Toutes ces questions en amènent à mon sens une autre subsidiaire : si l’on a connaissance des erreurs du passé, aurons-nous le courage de ne pas les répéter à l’avenir ?
Je dois dire que j’apprécie toujours autant la plume d’Eric-Emmanuel Schmitt : subtile, intelligente et qui fait toujours des petits clins d’œil que j’apprécie beaucoup. Malgré tout cela, je n’ai pas vraiment été « bouleversée » par la lecture de ce livre.

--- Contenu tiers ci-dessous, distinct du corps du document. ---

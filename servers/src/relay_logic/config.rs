//! Layered configuration for `server_relay`: built-in defaults, then the JSON
//! config file, then environment variables and CLI flags (clap reads both).

use anyhow::Context;
use clap::Parser;
use lib_relay::config::{
    DEFAULT_CREDENTIAL_HEADER, DEFAULT_QUEUE_CAPACITY, DEFAULT_RETRY_DELAY, DEFAULT_SHUTDOWN_GRACE,
};
use lib_relay::RelayOptions;
use serde::{Deserialize, Serialize};
use std::fs;
use std::path::{Path, PathBuf};
use std::time::Duration;

/// Config file looked up when `--config-path` is not given.
pub const DEFAULT_CONFIG_FILE: &str = "server_relay.conf";
/// Default listen port.
pub const DEFAULT_PORT: u16 = 9003;

#[derive(Parser, Deserialize, Serialize, Debug, Clone, Default, PartialEq)]
#[clap(about = "ReStream live-event relay", version)]
#[serde(rename_all = "camelCase")]
pub struct Config {
    #[clap(long, env = "RELAY_PORT", help = "Port to listen on for client connections.")]
    pub port: Option<u16>,

    #[clap(long, env = "RELAY_CONFIG_PATH", help = "Path to the JSON configuration file.")]
    pub config_path: Option<PathBuf>,

    #[clap(long, env = "RELAY_LOG_DIR", help = "Directory for log files.")]
    pub log_dir: Option<PathBuf>,

    #[clap(long, env = "RELAY_LOG_LEVEL", help = "Logging level (trace, debug, info, warn, error).")]
    pub log_level: Option<String>,

    #[clap(long, env = "RELAY_UPSTREAM_URL", help = "Upstream text/event-stream URL.")]
    pub upstream_url: Option<String>,

    #[clap(long, env = "RELAY_API_KEY", hide_env_values = true, help = "Credential sent to the upstream.")]
    #[serde(skip_serializing)]
    pub api_key: Option<String>,

    #[clap(long, env = "RELAY_API_KEY_HEADER", help = "Header that carries the credential.")]
    pub api_key_header: Option<String>,

    #[clap(long, env = "RELAY_RETRY_DELAY_MS", help = "Delay in milliseconds between upstream connection attempts.")]
    pub retry_delay_ms: Option<u64>,

    #[clap(long, env = "RELAY_QUEUE_CAPACITY", help = "Messages buffered per subscriber before drops start.")]
    pub queue_capacity: Option<usize>,

    #[clap(long, env = "RELAY_SHUTDOWN_GRACE_MS", help = "Milliseconds allowed for in-flight work on shutdown.")]
    pub shutdown_grace_ms: Option<u64>,
}

impl Config {
    // 'other' overrides 'self' for Some values
    fn merge(self, other: Config) -> Config {
        Config {
            port: other.port.or(self.port),
            config_path: other.config_path.or(self.config_path),
            log_dir: other.log_dir.or(self.log_dir),
            log_level: other.log_level.or(self.log_level),
            upstream_url: other.upstream_url.or(self.upstream_url),
            api_key: other.api_key.or(self.api_key),
            api_key_header: other.api_key_header.or(self.api_key_header),
            retry_delay_ms: other.retry_delay_ms.or(self.retry_delay_ms),
            queue_capacity: other.queue_capacity.or(self.queue_capacity),
            shutdown_grace_ms: other.shutdown_grace_ms.or(self.shutdown_grace_ms),
        }
    }

    fn defaults() -> Config {
        Config {
            port: Some(DEFAULT_PORT),
            log_dir: Some(PathBuf::from("./logs")),
            log_level: Some("info".to_string()),
            api_key_header: Some(DEFAULT_CREDENTIAL_HEADER.to_string()),
            retry_delay_ms: Some(DEFAULT_RETRY_DELAY.as_millis() as u64),
            queue_capacity: Some(DEFAULT_QUEUE_CAPACITY),
            shutdown_grace_ms: Some(DEFAULT_SHUTDOWN_GRACE.as_millis() as u64),
            ..Default::default()
        }
    }

    pub fn port(&self) -> u16 {
        self.port.unwrap_or(DEFAULT_PORT)
    }

    pub fn log_dir(&self) -> &Path {
        self.log_dir.as_deref().unwrap_or(Path::new("./logs"))
    }

    pub fn log_level(&self) -> &str {
        self.log_level.as_deref().unwrap_or("info")
    }

    /// The credential, empty when none is configured. An empty credential is
    /// rejected by the relay itself.
    pub fn api_key(&self) -> &str {
        self.api_key.as_deref().unwrap_or_default()
    }

    pub fn upstream_url(&self) -> anyhow::Result<&str> {
        self.upstream_url
            .as_deref()
            .filter(|url| !url.trim().is_empty())
            .context("no upstream URL configured (--upstream-url / RELAY_UPSTREAM_URL)")
    }

    pub fn relay_options(&self) -> RelayOptions {
        let defaults = RelayOptions::default();
        RelayOptions {
            retry_delay: self.retry_delay_ms.map(Duration::from_millis).unwrap_or(defaults.retry_delay),
            queue_capacity: self.queue_capacity.unwrap_or(defaults.queue_capacity),
            credential_header: self.api_key_header.clone().unwrap_or(defaults.credential_header),
            shutdown_grace: self
                .shutdown_grace_ms
                .map(Duration::from_millis)
                .unwrap_or(defaults.shutdown_grace),
            handle_signals: true,
        }
    }
}

/// Reads a config file. A missing file is not an error; an unreadable or
/// malformed one is.
fn read_file_config(path: &Path) -> anyhow::Result<Option<Config>> {
    if !path.exists() {
        return Ok(None);
    }
    let config_str = fs::read_to_string(path)
        .with_context(|| format!("Failed to read config file: {}", path.display()))?;
    let file_config = serde_json::from_str::<Config>(&config_str)
        .with_context(|| format!("Failed to parse config file: {}", path.display()))?;
    Ok(Some(file_config))
}

/// Layers defaults, the config file named by `cli` (or the default file) and
/// `cli` itself, in that order.
pub fn resolve(cli: Config) -> anyhow::Result<Config> {
    let config_file_path = cli
        .config_path
        .clone()
        .unwrap_or_else(|| PathBuf::from(DEFAULT_CONFIG_FILE));

    let mut current_config = Config::defaults();
    if let Some(file_config) = read_file_config(&config_file_path)? {
        current_config = current_config.merge(file_config);
    }
    Ok(current_config.merge(cli))
}

/// Parses env and CLI, then resolves the full configuration.
pub fn load_config() -> anyhow::Result<Config> {
    resolve(Config::parse())
}

#[cfg(test)]
mod tests {
    use super::*;
    use std::io::Write;

    #[test]
    fn defaults_apply_without_file_or_flags() {
        let dir = tempfile::tempdir().unwrap();
        let cli = Config {
            config_path: Some(dir.path().join("absent.conf")),
            ..Default::default()
        };
        let config = resolve(cli).unwrap();

        assert_eq!(config.port(), DEFAULT_PORT);
        assert_eq!(config.log_level(), "info");
        assert_eq!(config.api_key(), "");
        assert!(config.upstream_url().is_err());
        assert_eq!(config.relay_options(), RelayOptions::default());
    }

    #[test]
    fn cli_overrides_file_overrides_defaults() {
        let mut file = tempfile::NamedTempFile::new().unwrap();
        write!(
            file,
            r#"{{"port": 7000, "upstreamUrl": "http://file/stream", "retryDelayMs": 1500, "apiKeyHeader": "X-Token"}}"#
        )
        .unwrap();

        let cli = Config {
            config_path: Some(file.path().to_path_buf()),
            port: Some(8000),
            api_key: Some("k".to_string()),
            ..Default::default()
        };
        let config = resolve(cli).unwrap();

        assert_eq!(config.port(), 8000);
        assert_eq!(config.upstream_url().unwrap(), "http://file/stream");
        assert_eq!(config.api_key(), "k");

        let options = config.relay_options();
        assert_eq!(options.retry_delay, Duration::from_millis(1500));
        assert_eq!(options.credential_header, "X-Token");
        assert_eq!(options.queue_capacity, DEFAULT_QUEUE_CAPACITY);
    }

    #[test]
    fn malformed_file_is_an_error() {
        let mut file = tempfile::NamedTempFile::new().unwrap();
        write!(file, "{{ not json").unwrap();
        let cli = Config {
            config_path: Some(file.path().to_path_buf()),
            ..Default::default()
        };
        assert!(resolve(cli).is_err());
    }

    #[test]
    fn credential_is_never_serialized() {
        let config = Config {
            api_key: Some("secret".to_string()),
            ..Default::default()
        };
        let json = serde_json::to_string(&config).unwrap();
        assert!(!json.contains("secret"));
    }

    #[test]
    fn blank_upstream_url_is_rejected() {
        let config = Config {
            upstream_url: Some("  ".to_string()),
            ..Default::default()
        };
        assert!(config.upstream_url().is_err());
    }
}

Le thème ou le personnage choisis ne m’ont pas dérangé outre mesure, contrairement à d’autres lecteurs. Je ne saurai pas vraiment dire pouquoi mais j’ai un peu moins accroché sur ce livre que sur d'autres du même auteur. Toutefois, « la part de l’autre » reste une bonne lecture que je conseillerais à tous ceux qui cherchent à comprendre et analyser la part de l’autre qui sommeille en soi.

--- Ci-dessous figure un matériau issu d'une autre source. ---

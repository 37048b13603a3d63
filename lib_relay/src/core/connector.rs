//! # Connection Factory Seam
//!
//! The only thing the relay needs from its environment: open a GET request
//! against a URL with a set of headers and hand back the status and the body
//! as a byte stream. Production uses `retrieve::HttpConnector`; tests script
//! their own.

use std::future::Future;
use std::pin::Pin;

use http::HeaderMap;
use tokio::io::AsyncRead;

use crate::error::RelayError;

/// An open response body.
pub type UpstreamBody = Pin<Box<dyn AsyncRead + Send>>;

/// The response to one connection attempt.
pub struct UpstreamResponse {
    /// HTTP status code.
    pub status: u16,
    /// The response body. Dropping it closes the connection.
    pub body: UpstreamBody,
}

impl UpstreamResponse {
    /// Builds a response from any `AsyncRead`.
    pub fn new(status: u16, body: impl AsyncRead + Send + 'static) -> Self {
        Self {
            status,
            body: Box::pin(body),
        }
    }

    /// `true` for 2xx statuses.
    pub fn is_success(&self) -> bool {
        (200..300).contains(&self.status)
    }
}

impl std::fmt::Debug for UpstreamResponse {
    fn fmt(&self, f: &mut std::fmt::Formatter<'_>) -> std::fmt::Result {
        f.debug_struct("UpstreamResponse")
            .field("status", &self.status)
            .finish_non_exhaustive()
    }
}

/// Opens upstream connections.
///
/// An `Err` means no response was obtained at all. A response with any status
/// is `Ok`; deciding what a non-2xx status means is the caller's job.
pub trait Connector: Send + Sync + 'static {
    /// Issues one GET request.
    fn open(
        &self,
        url: &str,
        headers: &HeaderMap,
    ) -> impl Future<Output = Result<UpstreamResponse, RelayError>> + Send;
}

Et pour finir, deux petites citations : « Mais désormais, je suis là. J’ai foi en moi. Je montrerai le chemin. Je braquerai ma torche sur les tranchées qui grouillent de rats, je montrerai le réseau souterrain qui nous engloutira si nous ne réagissons pas. Après tout, cette défaite sera une bonne chose pour l’Allemagne. Une vraie crise qui mettra au jour le virus jusque-là invisible. Pardon, Nietzsche ! Pardon, Wagner ! Pardon, Schopenhauer ! Vous m’aviez déjà dit cent fois ce que je reçois ce soir comme une révélation. Une illumination. Les médecins ont beau nous prévenir, on se méfie plus de la peste que de la tuberculose. Car la peste est spectaculaire, ravageuse, rapide, alors que la tuberculose est silencieuse et chronique. Du coup, l’homme domine la peste alors que la tuberculose le domine. Il nous fallait cette catastrophe. Maintenant, les microbes sont démasqués. Il faut organiser la guérison. Je serai le médecin de l’Allemagne. J’éradiquerai la race juive. Je les dénoncerai, les empêcherai de se reproduire et les évacuerai ailleurs. Qu’ils aillent salir ce qui n’est pas allemand. Je ne faillirai pas. J’ai confiance en ma mission ».

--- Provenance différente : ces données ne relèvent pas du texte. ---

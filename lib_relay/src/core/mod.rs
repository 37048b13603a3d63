//! # Core Relay Engine
//!
//! Everything between the upstream socket and the subscriber queues.
//!
//! ## Core Components:
//!
//! - **`connector`**: the connection-factory trait the relay is generic over.
//! - **`dispatcher`**: the `Distributor`, a lossy zero-copy fan-out over bounded
//!   per-subscriber queues.
//! - **`upstream_manager`**: the `UpstreamSource` retry loop and its `RelayState`
//!   state machine.
//! - **`lifecycle`**: the `RelayLifecycle` that starts the loop exactly once and
//!   shuts everything down on `stop` or on a process signal.

#![forbid(unsafe_code)]
#![warn(missing_docs, rust_2018_idioms, unused_qualifications)]

/// The connection-factory seam.
pub mod connector;
/// Lossy fan-out to subscriber queues.
pub mod dispatcher;
/// One-shot start, stop and signal handling.
pub mod lifecycle;
/// The retrying upstream connection loop.
pub mod upstream_manager;

// --- Public API Re-exports ---
pub use connector::{Connector, UpstreamBody, UpstreamResponse};
pub use dispatcher::{Distributor, DistributorStats, SubscriberQueue};
pub use lifecycle::{shutdown_signal, RelayLifecycle};
pub use upstream_manager::{RelayState, UpstreamSource, EVENT_STREAM};
//! # Upstream Source
//!
//! The retrying connection loop. It owns the one upstream connection, drives
//! the `FrameScanner` and decoder over each connection's body, and pushes every
//! decoded event into the `Distributor`.
//!
//! ## State machine
//!
//! ```text
//! Idle -> Connecting -> Streaming -> RetryWait -> Connecting -> ...
//!            \______________________/
//!               (failure / bad status)
//! any -> Cancelled (terminal)
//! ```
//!
//! A failed connect, a non-2xx status, a read error and a clean close are all
//! handled the same way: log, close, wait `retry_delay`, connect again.

use std::fmt;
use std::sync::atomic::{AtomicU64, Ordering};
use std::sync::Arc;
use std::time::Duration;

use http::header::{HeaderName, HeaderValue, ACCEPT, CACHE_CONTROL};
use http::HeaderMap;
use tokio::sync::watch;
use tokio_util::sync::CancellationToken;

use crate::config::RelayOptions;
use crate::core::connector::{Connector, UpstreamBody};
use crate::core::dispatcher::Distributor;
use crate::error::RelayError;
use crate::sse::{self, FrameScanner};

/// Content type requested from the upstream.
pub const EVENT_STREAM: &str = "text/event-stream";

/// Operational states of the upstream loop.
#[derive(Debug, Clone, Copy, PartialEq, Eq)]
pub enum RelayState {
    /// Not started yet.
    Idle,
    /// A request is in flight.
    Connecting,
    /// A 2xx response is being scanned.
    Streaming,
    /// Waiting out the retry delay.
    RetryWait,
    /// The cancellation token fired. Terminal.
    Cancelled,
}

impl fmt::Display for RelayState {
    fn fmt(&self, f: &mut fmt::Formatter<'_>) -> fmt::Result {
        let name = match self {
            RelayState::Idle => "idle",
            RelayState::Connecting => "connecting",
            RelayState::Streaming => "streaming",
            RelayState::RetryWait => "retry_wait",
            RelayState::Cancelled => "cancelled",
        };
        f.write_str(name)
    }
}

/// How a single streaming session ended.
enum StreamOutcome {
    Cancelled,
    Ended(RelayError),
}

/// The connection loop for one upstream.
pub struct UpstreamSource<C> {
    connector: Arc<C>,
    distributor: Arc<Distributor>,
    url: String,
    headers: HeaderMap,
    retry_delay: Duration,
    state: watch::Sender<RelayState>,
    attempts: AtomicU64,
}

impl<C: Connector> UpstreamSource<C> {
    /// Creates an idle source.
    ///
    /// # Errors
    /// `MissingCredential` when `credential` is blank, `InvalidHeader` when the
    /// credential or the configured header name is not a legal header.
    pub fn new(
        connector: Arc<C>,
        distributor: Arc<Distributor>,
        url: impl Into<String>,
        credential: &str,
        options: &RelayOptions,
    ) -> Result<Self, RelayError> {
        let headers = build_headers(&options.credential_header, credential)?;
        let (state, _) = watch::channel(RelayState::Idle);
        Ok(Self {
            connector,
            distributor,
            url: url.into(),
            headers,
            retry_delay: options.retry_delay,
            state,
            attempts: AtomicU64::new(0),
        })
    }

    /// Current state.
    pub fn state(&self) -> RelayState {
        *self.state.borrow()
    }

    /// A receiver that observes every state change.
    pub fn subscribe_state(&self) -> watch::Receiver<RelayState> {
        self.state.subscribe()
    }

    /// Connection attempts made so far.
    pub fn attempts(&self) -> u64 {
        self.attempts.load(Ordering::Relaxed)
    }

    /// The upstream URL.
    pub fn url(&self) -> &str {
        &self.url
    }

    fn set_state(&self, next: RelayState) {
        let previous = self.state.send_replace(next);
        if previous != next {
            tracing::debug!(from = %previous, to = %next, "Upstream state change");
        }
    }

    /// # Main Connection Loop
    ///
    /// Runs until `cancel` fires. Cancellation is checked before every attempt
    /// and raced against the connect, every read and the retry sleep, so the
    /// loop unwinds promptly from any state.
    pub async fn run(&self, cancel: CancellationToken) {
        tracing::info!(url = %self.url, retry_delay_ms = self.retry_delay.as_millis() as u64, "Upstream source started");

        loop {
            if cancel.is_cancelled() {
                break;
            }

            self.set_state(RelayState::Connecting);
            let attempt = self.attempts.fetch_add(1, Ordering::Relaxed) + 1;
            tracing::info!(attempt, url = %self.url, "Connecting to upstream");

            let opened = tokio::select! {
                biased;
                _ = cancel.cancelled() => break,
                opened = self.connector.open(&self.url, &self.headers) => opened,
            };

            match opened {
                Ok(response) if response.is_success() => {
                    tracing::info!(attempt, status = response.status, "Upstream connected, streaming");
                    self.set_state(RelayState::Streaming);
                    match self.stream(response.body, &cancel).await {
                        StreamOutcome::Cancelled => break,
                        StreamOutcome::Ended(reason) => {
                            tracing::warn!(attempt, "Upstream stream ended: {}", reason);
                        }
                    }
                }
                Ok(response) => {
                    let status = response.status;
                    drop(response);
                    tracing::error!(attempt, status, "Upstream rejected connection: {}", RelayError::Status(status));
                }
                Err(e) => {
                    tracing::error!(attempt, "Upstream connection failed: {}", e);
                }
            }

            self.set_state(RelayState::RetryWait);
            tracing::info!(delay_ms = self.retry_delay.as_millis() as u64, "Waiting before reconnecting");
            tokio::select! {
                biased;
                _ = cancel.cancelled() => break,
                _ = tokio::time::sleep(self.retry_delay) => {}
            }
        }

        self.set_state(RelayState::Cancelled);
        tracing::info!(attempts = self.attempts(), "Upstream source cancelled");
    }

    /// Scans one connection's body until it ends or `cancel` fires.
    async fn stream(&self, body: UpstreamBody, cancel: &CancellationToken) -> StreamOutcome {
        let mut scanner = FrameScanner::new(body);
        let mut relayed: u64 = 0;

        let outcome = loop {
            let next = tokio::select! {
                biased;
                _ = cancel.cancelled() => break StreamOutcome::Cancelled,
                next = scanner.next_frame() => next,
            };

            match next {
                Ok(Some(frame)) => {
                    // Frames without payload are expected (keepalives) and dropped silently.
                    if let Some(event) = sse::decode(frame) {
                        tracing::trace!(kind = event.kind(), bytes = event.payload().len(), "Relaying event");
                        self.distributor.broadcast(event.to_wire());
                        relayed += 1;
                    }
                }
                Ok(None) => break StreamOutcome::Ended(RelayError::StreamEnded),
                Err(e) => break StreamOutcome::Ended(RelayError::Read(e)),
            }
        };

        // Release the connection now rather than when the loop iteration ends.
        drop(scanner);
        tracing::info!(relayed, "Upstream connection closed");
        outcome
    }
}

/// Builds the per-attempt request headers.
fn build_headers(header_name: &str, credential: &str) -> Result<HeaderMap, RelayError> {
    let credential = credential.trim();
    if credential.is_empty() {
        return Err(RelayError::MissingCredential);
    }

    let name = HeaderName::from_bytes(header_name.as_bytes())
        .map_err(|e| RelayError::InvalidHeader(format!("{header_name}: {e}")))?;
    let mut value = HeaderValue::from_str(credential)
        .map_err(|e| RelayError::InvalidHeader(format!("{header_name} value: {e}")))?;
    value.set_sensitive(true);

    let mut headers = HeaderMap::new();
    headers.insert(ACCEPT, HeaderValue::from_static(EVENT_STREAM));
    headers.insert(CACHE_CONTROL, HeaderValue::from_static("no-cache"));
    headers.insert(name, value);
    Ok(headers)
}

« A quarante ans, vous décidez de faire des enfants et vous décidez de ne plus peindre. En fait, ce que vous désirez, c’est décider. Maîtriser votre vie. La dominer. Fut-ce en étouffant ce qui s’agite en vous et ce qui vous échappe. Peut-être ce qu’il y a de plus précieux. Voilà, vous avez supprimé la part de l’autre en vous comme à l’extérieur de vous. Et tout ça pour contrôler. Mais contrôler quoi ? ».